El timbre de su casa de la 43 sonaba como una chicharra de escuela. No he escuchado un timbre más ruidoso. Cuando alguien de la familia llegaba, se pegaba al timbre durante varios segundos. El loro gritaba: “¿Quieeén?”, imitando la voz de Julieta. Y luego agregaba: “¡Ahí voy!”. Pero nadie te abría hasta que insistías.  
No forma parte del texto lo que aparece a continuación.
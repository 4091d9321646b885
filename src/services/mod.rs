// src/services/mod.rs
pub mod gemini;
pub mod http;
pub mod orchestrator;
pub mod pinecone;
pub mod prompt;
pub mod retrieval;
Una parada obligada en la casa de Julieta y Rafael era la cocina. No podías pasar sin por lo menos pellizcarle un pedazo al pan. En la cocina pasaba todo. Y siempre sonaba un aparato de radio con música de los años 50. Estoy segura que la estación sólo sonaba ahí.  Siempre, también, había una olla con los mejores frijoles. Quien entraba se servía un plato sin importar la hora. Y qué decir del kremel de chocolate: un pudín extraordinario que no existía fuera de esas paredes.   

Julieta se sumió en una profunda tristeza cuando murió mi abuelo Rafael. En su casa, el loro no dejaba de gritar “¡Rafaeeeel, a comeeer!”. Y aunque con el tiempo volvió a sonreír, nunca fue lo mismo.  

Ella falleció el pasado 23 de febrero en su propia casa, y en la misma cama en la que durmió durante tantos años con su amado Rafael. Estaban con ella cinco de sus hijos, los hombres.  Las tres mujeres, que siempre estuvieron ahí, por esta única vez no llegaron a tiempo.  

Acababa de morir cuando entré a su casa. No me atreví a tocar el timbre como siempre lo hacía. El silencio de la casa se sentía hasta la calle.   

Julieta admiró a Rafael toda su vida. Lo amó hasta el último día.  

—Yo desde que conocí a Rafael me enamoré de él. Era guapo, inteligente y chistoso —nos contó a sus 93 años.  

Somos una familia de casi cincuenta miembros. Algunos, soñadores como era ella. Otros, serios. Casi todos medio despistados. Si algo tenemos en común es que todos amábamos a Julieta. Y de qué manera.